American vascular surgeon (1931–2013)

Robert B. Rutherford, MD, (July 29, 1931 – November 22, 2013) was an American vascular surgeon, scientific journal editor, and medical textbook author. He established the definitive textbook in vascular surgery and was a Senior Editor of the Journal of Vascular Surgery.

==Early life and education==
Rutherford was born in Edmonton, Alberta, Canada. He received his undergraduate degree (Phi Beta Kappa) in 1952 and his medical school education (Alpha Omega Alpha) in 1956, both from Johns Hopkins University. He received his surgical internship training at Johns Hopkins University School of Medicine, then a general surgery residency at the University of Colorado School of Medicine in 1963. During his surgical residency, he spent one year in Malmo, Sweden for a clinical fellowship year as a Fulbright Scholar at Lund University.

==Career==
Following the completion of his surgical residency in 1963, Rutherford served two years as an officer in the United States Army Medical Corps at the Walter Reed Army Institute of Research. He then joined the surgical faculty at Johns Hopkins in 1965 before returning to the University of Colorado in 1970, where he spent the remainder of his professional career as Professor of Surgery. In 1977, he was appointed the first Chief of Vascular Surgery at the University of Colorado School of Medicine, a position he held until 1996, when he became Professor Emeritus.

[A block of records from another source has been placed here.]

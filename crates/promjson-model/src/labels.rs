use std::collections::BTreeMap;

use serde::{Deserialize, Serialize};

/// Label set identifying one series within a family.
///
/// Backed by a [`BTreeMap`], so iteration and JSON output are sorted by label name.
#[derive(Default, Debug, Clone, PartialEq, Eq, Serialize, Deserialize)]
#[serde(transparent)]
pub struct Labels(pub BTreeMap<String, String>);

impl Labels {
    /// Create an empty label set.
    pub fn new() -> Self {
        Self(BTreeMap::new())
    }

    /// Returns `true` if no labels are present.
    pub fn is_empty(&self) -> bool {
        self.0.is_empty()
    }

    /// Number of labels.
    pub fn len(&self) -> usize {
        self.0.len()
    }

    /// Insert or overwrite a label.
    ///
    /// Returns `self` for chaining.
    pub fn insert<K, V>(&mut self, key: K, val: V) -> &mut Self
    where
        K: Into<String>,
        V: Into<String>,
    {
        self.0.insert(key.into(), val.into());
        self
    }

    /// Get the value for a key, if present.
    pub fn get(&self, key: &str) -> Option<&str> {
        self.0.get(key).map(|s| s.as_str())
    }

    /// Iterate through all labels as `(&str, &str)` pairs, ordered by name.
    pub fn iter(&self) -> impl Iterator<Item = (&str, &str)> {
        self.0.iter().map(|(k, v)| (k.as_str(), v.as_str()))
    }
}

impl<K, V> FromIterator<(K, V)> for Labels
where
    K: Into<String>,
    V: Into<String>,
{
    /// Later pairs overwrite earlier ones with the same name.
    fn from_iter<I: IntoIterator<Item = (K, V)>>(iter: I) -> Self {
        Self(
            iter.into_iter()
                .map(|(k, v)| (k.into(), v.into()))
                .collect(),
        )
    }
}
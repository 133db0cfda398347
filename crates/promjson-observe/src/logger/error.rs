use thiserror::Error;

#[derive(Debug, Error)]
pub enum LoggerError {
    #[error("invalid log format: {0} (expected: text|json)")]
    InvalidFormat(String),

    #[error("invalid log level: {0}")]
    InvalidLevel(String),

    #[error("logger already initialized")]
    AlreadyInitialized,
}

pub type LoggerResult<T> = Result<T, LoggerError>;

During much of the latter half of his career, Rutherford worked to bring uniform standards to the reporting of vascular practices in the professional literature, publishing a series of papers as chairman of the Committee on Reporting Standards of the Society of Vascular Surgery and the American Association for Vascular Surgery. Although he retired as Professor Emeritus in 1996, he continued editorial and committee work.

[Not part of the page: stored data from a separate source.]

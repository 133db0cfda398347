//! Flattening of raw metric families into the JSON-friendly model.

use promjson_model::{
    Entry, Family, FamilyType, Histogram, Labels, Metric, Summary, format_count, format_float,
};
use tracing::debug;

use crate::proto::{self, MetricType};

/// Convert a raw record into its normalized [`Family`].
///
/// Pure and total: absent sub-messages read as zero or empty, and every entry gets the
/// shape selected by the family type.
///
/// # Examples
/// ```
/// use promjson_core::normalize;
/// use promjson_core::proto::{Gauge, Metric, MetricFamily, MetricType};
///
/// let mut mf = MetricFamily::with_type("up", MetricType::Gauge);
/// mf.metric.push(Metric { gauge: Some(Gauge { value: Some(1.0) }), ..Default::default() });
///
/// let family = normalize(&mf);
/// assert_eq!(family.metrics[0].as_metric().unwrap().value, "1");
/// ```
pub fn normalize(mf: &proto::MetricFamily) -> Family {
    let kind = family_type(mf);
    let mut family = Family::new(mf.name(), mf.help(), kind);
    family.metrics = mf.metric.iter().map(|m| entry(kind, m)).collect();
    family
}

/// Family type of a raw record; unknown enum values are treated as untyped.
pub fn family_type(mf: &proto::MetricFamily) -> FamilyType {
    let raw = mf.r#type.unwrap_or_default();
    match MetricType::try_from(raw) {
        Ok(MetricType::Counter) => FamilyType::Counter,
        Ok(MetricType::Gauge) => FamilyType::Gauge,
        Ok(MetricType::Summary) => FamilyType::Summary,
        Ok(MetricType::Histogram) => FamilyType::Histogram,
        Ok(MetricType::Untyped) => FamilyType::Untyped,
        Err(_) => {
            debug!(family = mf.name(), raw, "unknown metric type, treating as untyped");
            FamilyType::Untyped
        }
    }
}

fn entry(kind: FamilyType, m: &proto::Metric) -> Entry {
    let labels = labels(m);
    match kind {
        FamilyType::Summary => {
            let s = m.summary.clone().unwrap_or_default();
            Entry::Summary(Summary {
                labels,
                quantiles: s
                    .quantile
                    .iter()
                    .map(|q| (format_float(q.quantile()), format_float(q.value())))
                    .collect(),
                count: format_count(s.sample_count()),
                sum: format_float(s.sample_sum()),
            })
        }
        FamilyType::Histogram => {
            let h = m.histogram.clone().unwrap_or_default();
            Entry::Histogram(Histogram {
                labels,
                buckets: h
                    .bucket
                    .iter()
                    .map(|b| (format_float(b.upper_bound()), format_count(b.cumulative_count())))
                    .collect(),
                count: format_count(h.sample_count()),
                sum: format_float(h.sample_sum()),
            })
        }
        FamilyType::Counter | FamilyType::Gauge | FamilyType::Untyped => Entry::Metric(Metric {
            labels,
            value: format_float(scalar_value(m)),
        }),
    }
}

/// Value of a single-value series: gauge, else counter, else untyped, else zero.
fn scalar_value(m: &proto::Metric) -> f64 {
    if let Some(g) = &m.gauge {
        return g.value();
    }
    if let Some(c) = &m.counter {
        return c.value();
    }
    if let Some(u) = &m.untyped {
        return u.value();
    }
    0.0
}

/// One key per label name; the last pair wins.
fn labels(m: &proto::Metric) -> Labels {
    m.label
        .iter()
        .map(|lp| (lp.name(), lp.value()))
        .collect()
}

#[cfg(test)]
mod tests {
    use super::*;
    use crate::proto::{
        Bucket, Counter, Gauge, LabelPair, MetricFamily, Quantile, Untyped,
    };

    fn counter(labels: Vec<LabelPair>, value: f64) -> proto::Metric {
        proto::Metric {
            label: labels,
            counter: Some(Counter { value: Some(value) }),
            ..Default::default()
        }
    }

    fn counter1() -> MetricFamily {
        let mut mf = MetricFamily::with_type("counter1", MetricType::Counter);
        mf.metric = vec![
            counter(
                vec![LabelPair::new("tag1", "abc"), LabelPair::new("tag2", "def")],
                1.0,
            ),
            counter(vec![], 2.0),
            counter(vec![LabelPair::new("inf", "neg")], f64::NEG_INFINITY),
            counter(vec![LabelPair::new("inf", "pos")], f64::INFINITY),
        ];
        mf
    }

    fn summary1() -> MetricFamily {
        let mut mf = MetricFamily::with_type("summary1", MetricType::Summary);
        mf.metric.push(proto::Metric {
            label: vec![LabelPair::new("tag1", "abc"), LabelPair::new("tag2", "def")],
            summary: Some(proto::Summary {
                sample_count: Some(1),
                sample_sum: Some(2.0),
                quantile: vec![
                    Quantile { quantile: Some(0.5), value: Some(3.0) },
                    Quantile { quantile: Some(0.9), value: Some(4.0) },
                    Quantile { quantile: Some(0.99), value: Some(f64::NAN) },
                ],
            }),
            ..Default::default()
        });
        mf
    }

    fn histogram1() -> MetricFamily {
        let mut mf = MetricFamily::with_type("histogram1", MetricType::Histogram);
        mf.metric.push(proto::Metric {
            histogram: Some(proto::Histogram {
                sample_count: Some(1),
                sample_sum: Some(2.0),
                bucket: vec![
                    Bucket { cumulative_count: Some(3), upper_bound: Some(250000.0) },
                    Bucket { cumulative_count: Some(4), upper_bound: Some(500000.0) },
                    Bucket { cumulative_count: Some(5), upper_bound: Some(1e6) },
                ],
            }),
            ..Default::default()
        });
        mf
    }

    fn values(family: &Family) -> Vec<&str> {
        family
            .metrics
            .iter()
            .map(|e| e.as_metric().unwrap().value.as_str())
            .collect()
    }

    #[test]
    fn counter_values_and_labels() {
        let family = normalize(&counter1());
        assert_eq!(family.name, "counter1");
        assert_eq!(family.kind, FamilyType::Counter);
        assert_eq!(values(&family), vec!["1", "2", "-Inf", "+Inf"]);

        let first = family.metrics[0].labels();
        assert_eq!(first.get("tag1"), Some("abc"));
        assert_eq!(first.get("tag2"), Some("def"));
        assert!(family.metrics[1].labels().is_empty());
        assert_eq!(family.metrics[3].labels().get("inf"), Some("pos"));
    }

    #[test]
    fn summary_quantiles_count_and_sum() {
        let family = normalize(&summary1());
        assert_eq!(family.kind, FamilyType::Summary);

        let Entry::Summary(s) = &family.metrics[0] else {
            panic!("expected summary entry");
        };
        let quantiles: Vec<(&str, &str)> = s
            .quantiles
            .iter()
            .map(|(k, v)| (k.as_str(), v.as_str()))
            .collect();
        assert_eq!(
            quantiles,
            vec![("0.5", "3"), ("0.9", "4"), ("0.99", "NaN")]
        );
        assert_eq!(s.count, "1");
        assert_eq!(s.sum, "2");
    }

    #[test]
    fn histogram_sum_comes_from_histogram() {
        let family = normalize(&histogram1());

        let Entry::Histogram(h) = &family.metrics[0] else {
            panic!("expected histogram entry");
        };
        assert_eq!(h.buckets.get("250000").map(String::as_str), Some("3"));
        assert_eq!(h.buckets.get("500000").map(String::as_str), Some("4"));
        assert_eq!(h.buckets.get("1e+06").map(String::as_str), Some("5"));
        assert_eq!(h.count, "1");
        assert_eq!(h.sum, "2");
        assert!(h.labels.is_empty());
    }

    #[test]
    fn scalar_value_precedence() {
        let mut mf = MetricFamily::with_type("mixed", MetricType::Gauge);
        mf.metric = vec![
            proto::Metric {
                gauge: Some(Gauge { value: Some(1.0) }),
                counter: Some(Counter { value: Some(2.0) }),
                untyped: Some(Untyped { value: Some(3.0) }),
                ..Default::default()
            },
            proto::Metric {
                counter: Some(Counter { value: Some(2.0) }),
                untyped: Some(Untyped { value: Some(3.0) }),
                ..Default::default()
            },
            proto::Metric {
                untyped: Some(Untyped { value: Some(3.0) }),
                ..Default::default()
            },
            proto::Metric::default(),
        ];

        assert_eq!(values(&normalize(&mf)), vec!["1", "2", "3", "0"]);
    }

    #[test]
    fn missing_payloads_read_as_zero() {
        let mut mf = MetricFamily::with_type("empty_summary", MetricType::Summary);
        mf.metric.push(proto::Metric::default());

        let family = normalize(&mf);
        let Entry::Summary(s) = &family.metrics[0] else {
            panic!("expected summary entry");
        };
        assert!(s.quantiles.is_empty());
        assert_eq!(s.count, "0");
        assert_eq!(s.sum, "0");
    }

    #[test]
    fn duplicate_label_names_keep_last_value() {
        let mut mf = MetricFamily::with_type("dup", MetricType::Untyped);
        mf.metric.push(proto::Metric {
            label: vec![LabelPair::new("a", "1"), LabelPair::new("a", "2")],
            ..Default::default()
        });

        let family = normalize(&mf);
        assert_eq!(family.metrics[0].labels().len(), 1);
        assert_eq!(family.metrics[0].labels().get("a"), Some("2"));
    }

    #[test]
    fn unknown_type_is_untyped() {
        let mf = MetricFamily {
            name: Some("odd".into()),
            r#type: Some(42),
            metric: vec![counter(vec![], 7.0)],
            ..Default::default()
        };

        let family = normalize(&mf);
        assert_eq!(family.kind, FamilyType::Untyped);
        assert_eq!(values(&family), vec!["7"]);
    }

    #[test]
    fn missing_name_and_help_are_empty() {
        let family = normalize(&MetricFamily::default());
        assert_eq!(family.name, "");
        assert_eq!(family.help, "");
        assert_eq!(family.kind, FamilyType::Counter);
        assert!(family.is_empty());
    }

    #[test]
    fn normalization_is_deterministic_and_keeps_cardinality() {
        for mf in [counter1(), summary1(), histogram1()] {
            let a = normalize(&mf);
            let b = normalize(&mf);
            assert_eq!(a, b);
            assert_eq!(a.len(), mf.metric.len());
            assert!(a.metrics.iter().all(|e| a.kind.accepts(e)));
        }
    }
}
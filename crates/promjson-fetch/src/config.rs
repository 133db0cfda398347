use std::path::PathBuf;
use std::time::Duration;

use serde::{Deserialize, Serialize};

use crate::{EscapingScheme, FetchError, FetchResult};

/// Default time to wait for response headers.
pub const DEFAULT_HEADER_TIMEOUT_SECS: u64 = 60;

/// HTTP retrieval settings.
#[derive(Debug, Clone, PartialEq, Eq, Serialize, Deserialize)]
#[serde(default)]
pub struct FetchConfig {
    /// PEM client certificate; requires `key`.
    pub cert: Option<PathBuf>,
    /// PEM private key of the client certificate; requires `cert`.
    pub key: Option<PathBuf>,
    /// Skip server certificate verification. Insecure.
    pub accept_invalid_cert: bool,
    /// Time allowed until the response headers arrive. The body has no deadline.
    pub header_timeout_secs: u64,
    /// Escaping scheme requested through the `Accept` header.
    pub escaping: Option<EscapingScheme>,
}

impl Default for FetchConfig {
    fn default() -> Self {
        Self {
            cert: None,
            key: None,
            accept_invalid_cert: false,
            header_timeout_secs: DEFAULT_HEADER_TIMEOUT_SECS,
            escaping: None,
        }
    }
}

impl FetchConfig {
    /// Checks that the client certificate and key are given together.
    pub fn validate(&self) -> FetchResult<()> {
        match (&self.cert, &self.key) {
            (Some(_), None) | (None, Some(_)) => Err(FetchError::CertKeyMismatch),
            _ => Ok(()),
        }
    }

    pub fn header_timeout(&self) -> Duration {
        Duration::from_secs(self.header_timeout_secs)
    }
}
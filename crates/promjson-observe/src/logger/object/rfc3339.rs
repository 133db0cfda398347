use std::fmt;

use time::{OffsetDateTime, format_description::well_known::Rfc3339};
use tracing_subscriber::fmt::{format::Writer, time::FormatTime};

/// RFC 3339 timestamp in UTC, e.g. `2024-05-01T12:00:00.123456Z`.
#[derive(Debug, Clone, Copy)]
pub struct LoggerRfc3339;

impl FormatTime for LoggerRfc3339 {
    fn format_time(&self, w: &mut Writer<'_>) -> fmt::Result {
        match OffsetDateTime::now_utc().format(&Rfc3339) {
            Ok(ts) => write!(w, "{ts} "),
            Err(_) => write!(w, "<invalid-time> "),
        }
    }
}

==Vascular surgery textbook and legacy==
In 1975, Rutherford recognized the need for a comprehensive textbook devoted exclusively to the new specialty of vascular surgery. He recruited a group of peers to be associate editors, and in 1977, the first edition of Vascular Surgery was published. Over the next 30 years, Rutherford shepherded his textbook through six editions, updating authors, content, and associate editors before assigning editorship to the Society for Vascular Surgery, who agreed to insure its publication in perpetuity. It has become the most widely used vascular surgery textbook worldwide.

In his Presidential Address to the Society of Vascular Surgery annual meeting in 1995, Rutherford emphasized the importance of uniform disease-specific reporting standards for describing vascular interventions, their results, and their complications. Rutherford organized the Society of Vascular Surgery committees that developed the current reporting standards, an initiative that expanded globally when he co-chaired the first TransAtlantic Consensus on Peripheral Arterial Occlusive Disease, in 2000. He also co-chaired the Transatlantic Consensus on Peripheral Arterial Occlusive Disease (TASC) in 2005. That same year, he was the recipient of the first Lifetime Achievement Award given by the Society of Vascular Surgery. At the annual meeting of the SVS in 2006, he was awarded the second annual Julius H. Jacobson II, MD. Award for Physician Excellence given by the Vascular Disease Foundation.

Rutherford served as Senior Editor of the Journal of Vascular Surgery from 1996 to 2003. He also recognized the need for regular updates of topics for practicing vascular surgeons, which led to his developing and editing Seminars in Vascular Surgery from 1988 to 2012.

Rutherford published over 400 scientific articles and book chapters on a wide range of topics during his career.

==Honors and awards==
Rutherford was a member of many professional societies and was the President of four, including the International Society for Cardiovascular Surgery, North American Chapter, and American Association for Vascular Surgery. In 2005, the Society of Vascular Surgery awarded him its Lifetime Achievement Award.

==Personal life==
Rutherford was married to his wife Kay for 58 years. They had five children. One of their granddaughters died at the age of eight due to complications related to diabetic ketoacidosis. In the granddaughter’s memory, the Rutherfords established the Brandi Rutherford Memorial Fund to support an annual lectureship and research initiatives in vascular surgery at Johns Hopkins School of Medicine in hopes of furthering knowledge of the relationship between diabetes and peripheral vascular disease.